Do ponto de vista da cultura de vizinhança, a entrada do prédio era um pequeno palco onde a convivência aparecia no cotidiano. O toque do carteiro, o ajudante da mercearia deixando uma sacola na porta, a criança sentada no degrau para amarrar o sapato, o morador segurando a hélice de um ventilador e pensando em chamar o consertador, todos se cruzavam nesse espaço intermediário. O cheiro de carvão era um dos detalhes mais fortes da memória desse lugar. No inverno, o carvão aquecia; no verão, mesmo sem uso, o seu cheiro permanecia ali e levava a estação anterior para dentro das noites quentes. Assim, o hall de entrada guardava não só o instante, mas marcas do ano inteiro. Um pouco misterioso para as crianças, familiar para os adultos e refrescante para os mais velhos, ele conservava o ritmo comum dos bairros antigos.
O calor construído nesses espaços não vinha de luxo nem de projeto refinado, mas do contato humano repetido. Uma cadeira puxada para a porta por alguns minutos, o síndico segurando o caderno das despesas enquanto conversava em pé, alguém voltando da feira e apoiando as sacolas no patamar para trocar duas frases com o vizinho, tudo isso transformava a entrada num limiar social.

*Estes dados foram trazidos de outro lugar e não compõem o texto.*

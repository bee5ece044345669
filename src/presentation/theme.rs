//! Table themes.
//!
//! Built-in themes are Light, Dark, Dracula and One Dark Pro. Light and Dark
//! follow the usual Bootstrap table palette.

use egui::Color32;
use std::collections::HashMap;

pub const DEFAULT_THEME: &str = "Dark";

/// Color palette for one theme.
#[derive(Debug, Clone)]
pub struct ThemeColors {
    // Backgrounds
    pub background: Color32,
    pub panel_background: Color32,
    pub extreme_background: Color32,

    // Text
    pub text: Color32,
    pub text_dim: Color32,
    pub text_strong: Color32,

    // Table surfaces
    pub header_background: Color32,
    pub header_text: Color32,
    pub row_main: Color32,
    pub row_nested: Color32,
    pub row_expanded: Color32,

    // Interactive
    pub primary: Color32,
    pub selection: Color32,
    pub hover: Color32,
    pub border: Color32,

    // Semantic
    pub danger: Color32,
    pub warning: Color32,
    pub success: Color32,
}

#[derive(Debug, Clone)]
pub struct Theme {
    pub name: String,
    pub description: String,
    pub colors: ThemeColors,
}

impl Theme {
    pub fn is_light(&self) -> bool {
        self.name == "Light"
    }
}

pub struct ThemeManager {
    themes: HashMap<String, Theme>,
    fallback: Theme,
}

impl ThemeManager {
    pub fn new() -> Self {
        let themes = [light_theme(), dark_theme(), dracula_theme(), one_dark_pro_theme()]
            .into_iter()
            .map(|theme| (theme.name.clone(), theme))
            .collect();
        Self {
            themes,
            fallback: dark_theme(),
        }
    }

    /// Theme by name, falling back to the default theme.
    pub fn theme_or_default(&self, name: &str) -> &Theme {
        self.themes.get(name).unwrap_or(&self.fallback)
    }

    /// Sorted theme names.
    pub fn list_themes(&self) -> Vec<&str> {
        let mut names: Vec<&str> = self.themes.keys().map(|s| s.as_str()).collect();
        names.sort();
        names
    }

    /// Copies a theme's palette into egui visuals.
    pub fn apply_theme(&self, theme: &Theme, visuals: &mut egui::Visuals) {
        let colors = &theme.colors;

        visuals.panel_fill = colors.panel_background;
        visuals.window_fill = colors.panel_background;
        visuals.extreme_bg_color = colors.extreme_background;
        visuals.faint_bg_color = colors.row_nested;

        visuals.override_text_color = Some(colors.text);

        visuals.selection.bg_fill = colors.selection;
        visuals.selection.stroke.color = colors.primary;

        visuals.widgets.noninteractive.bg_fill = colors.panel_background;
        visuals.widgets.noninteractive.bg_stroke.color = colors.border;
        visuals.widgets.inactive.bg_fill = colors.hover;
        visuals.widgets.hovered.bg_fill = colors.hover;
        visuals.widgets.active.bg_fill = colors.selection;

        visuals.hyperlink_color = colors.primary;
        visuals.error_fg_color = colors.danger;
        visuals.warn_fg_color = colors.warning;
    }
}

impl Default for ThemeManager {
    fn default() -> Self {
        Self::new()
    }
}

fn light_theme() -> Theme {
    Theme {
        name: "Light".to_string(),
        description: "Light table palette".to_string(),
        colors: ThemeColors {
            background: hex_to_color32("#ffffff"),
            panel_background: hex_to_color32("#ffffff"),
            extreme_background: hex_to_color32("#ffffff"),

            text: hex_to_color32("#212529"),
            text_dim: hex_to_color32("#6c757d"),
            text_strong: hex_to_color32("#000000"),

            header_background: hex_to_color32("#e9ecef"),
            header_text: hex_to_color32("#495057"),
            row_main: hex_to_color32("#ffffff"),
            row_nested: hex_to_color32("#f8f9fa"),
            row_expanded: hex_to_color32("#e9ecef"),

            primary: hex_to_color32("#007bff"),
            selection: hex_to_color32("#cfe2ff"),
            hover: hex_to_color32("#f8f9fa"),
            border: hex_to_color32("#dee2e6"),

            danger: hex_to_color32("#dc3545"),
            warning: hex_to_color32("#ffc107"),
            success: hex_to_color32("#28a745"),
        },
    }
}

fn dark_theme() -> Theme {
    Theme {
        name: "Dark".to_string(),
        description: "Dark table palette".to_string(),
        colors: ThemeColors {
            background: hex_to_color32("#212529"),
            panel_background: hex_to_color32("#212529"),
            extreme_background: hex_to_color32("#1a1d20"),

            text: hex_to_color32("#e9ecef"),
            text_dim: hex_to_color32("#adb5bd"),
            text_strong: hex_to_color32("#ffffff"),

            header_background: hex_to_color32("#2b3035"),
            header_text: hex_to_color32("#e9ecef"),
            row_main: hex_to_color32("#343a40"),
            row_nested: hex_to_color32("#2b3035"),
            row_expanded: hex_to_color32("#212529"),

            primary: hex_to_color32("#0d6efd"),
            selection: hex_to_color32("#1c3a5e"),
            hover: hex_to_color32("#3d444b"),
            border: hex_to_color32("#495057"),

            danger: hex_to_color32("#dc3545"),
            warning: hex_to_color32("#ffc107"),
            success: hex_to_color32("#198754"),
        },
    }
}

/// Palette from https://draculatheme.com/spec
fn dracula_theme() -> Theme {
    Theme {
        name: "Dracula".to_string(),
        description: "Dracula color palette".to_string(),
        colors: ThemeColors {
            background: hex_to_color32("#282a36"),
            panel_background: hex_to_color32("#282a36"),
            extreme_background: hex_to_color32("#21222c"),

            text: hex_to_color32("#f8f8f2"),
            text_dim: hex_to_color32("#6272a4"),
            text_strong: hex_to_color32("#f8f8f2"),

            header_background: hex_to_color32("#21222c"),
            header_text: hex_to_color32("#f8f8f2"),
            row_main: hex_to_color32("#282a36"),
            row_nested: hex_to_color32("#2d303e"),
            row_expanded: hex_to_color32("#343746"),

            primary: hex_to_color32("#bd93f9"),
            selection: hex_to_color32("#44475a"),
            hover: hex_to_color32("#44475a"),
            border: hex_to_color32("#6272a4"),

            danger: hex_to_color32("#ff5555"),
            warning: hex_to_color32("#ffb86c"),
            success: hex_to_color32("#50fa7b"),
        },
    }
}

/// Palette from https://github.com/Binaryify/OneDark-Pro
fn one_dark_pro_theme() -> Theme {
    Theme {
        name: "One Dark Pro".to_string(),
        description: "One Dark Pro color palette".to_string(),
        colors: ThemeColors {
            background: hex_to_color32("#282c34"),
            panel_background: hex_to_color32("#282c34"),
            extreme_background: hex_to_color32("#21252b"),

            text: hex_to_color32("#abb2bf"),
            text_dim: hex_to_color32("#5c6370"),
            text_strong: hex_to_color32("#d7dae0"),

            header_background: hex_to_color32("#21252b"),
            header_text: hex_to_color32("#d7dae0"),
            row_main: hex_to_color32("#282c34"),
            row_nested: hex_to_color32("#2c313a"),
            row_expanded: hex_to_color32("#323842"),

            primary: hex_to_color32("#61afef"),
            selection: hex_to_color32("#3e4451"),
            hover: hex_to_color32("#4b5263"),
            border: hex_to_color32("#5c6370"),

            danger: hex_to_color32("#e06c75"),
            warning: hex_to_color32("#d19a66"),
            success: hex_to_color32("#98c379"),
        },
    }
}

/// Converts a hex color string (like "#282a36") to Color32
pub fn hex_to_color32(hex: &str) -> Color32 {
    let hex = hex.trim_start_matches('#');

    if hex.len() == 6 {
        let r = u8::from_str_radix(&hex[0..2], 16).unwrap_or(0);
        let g = u8::from_str_radix(&hex[2..4], 16).unwrap_or(0);
        let b = u8::from_str_radix(&hex[4..6], 16).unwrap_or(0);
        Color32::from_rgb(r, g, b)
    } else {
        Color32::from_rgb(0, 0, 0)
    }
}

#[cfg(test)]
mod tests {
    use super::*;

    #[test]
    fn test_hex_to_color32() {
        assert_eq!(hex_to_color32("#007bff"), Color32::from_rgb(0, 123, 255));
        assert_eq!(hex_to_color32("bad"), Color32::from_rgb(0, 0, 0));
    }

    #[test]
    fn test_unknown_theme_falls_back_to_default() {
        let manager = ThemeManager::new();
        assert_eq!(manager.theme_or_default("Solarized").name, DEFAULT_THEME);
        assert_eq!(manager.list_themes(), vec!["Dark", "Dracula", "Light", "One Dark Pro"]);
    }
}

Nas noites de verão, o som da rua influenciava o interior, enquanto o cheiro de comida que subia dos apartamentos saía ao encontro do lado de fora. O cheiro de carvão acrescentava a essa mistura uma camada densa, mas conhecida. Levava consigo algo raro nos lobbies estéreis de hoje: uma sensação de vida realmente vivida. As paredes podiam estar gastas, o piso um pouco marcado, mas era justamente por isso que a entrada conseguia guardar o calor da vida do bairro.
O fato de as entradas dos prédios permanecerem na memória como uma das cenas mais acolhedoras dos bairros antigos lembra que a vizinhança era construída não por grandes discursos, mas por encontros pequenos. Ali, as pessoas tocavam suavemente a vida umas das outras. A notícia de um velório, o convite para um casamento, o boletim escolar de uma criança ou a despedida do jovem que iria servir ao exército muitas vezes eram ouvidos primeiro nesse espaço comum. É por isso que as entradas com cheiro de carvão nas noites de verão pareciam quentes: ali, as pessoas não apenas se reconheciam, mas dividiam o peso da vida cotidiana. Quem ainda se lembra desse cheiro recorda não só um lugar, mas a linguagem de vizinhança que esse lugar tornava possível. O calor não estava nas paredes, e sim na proximidade humana criada entre elas.
Por que as Entradas de Prédio Com Cheiro de Carvão nas Noites de Verão Eram a Cena Mais Acolhedora dos Antigos Bairros?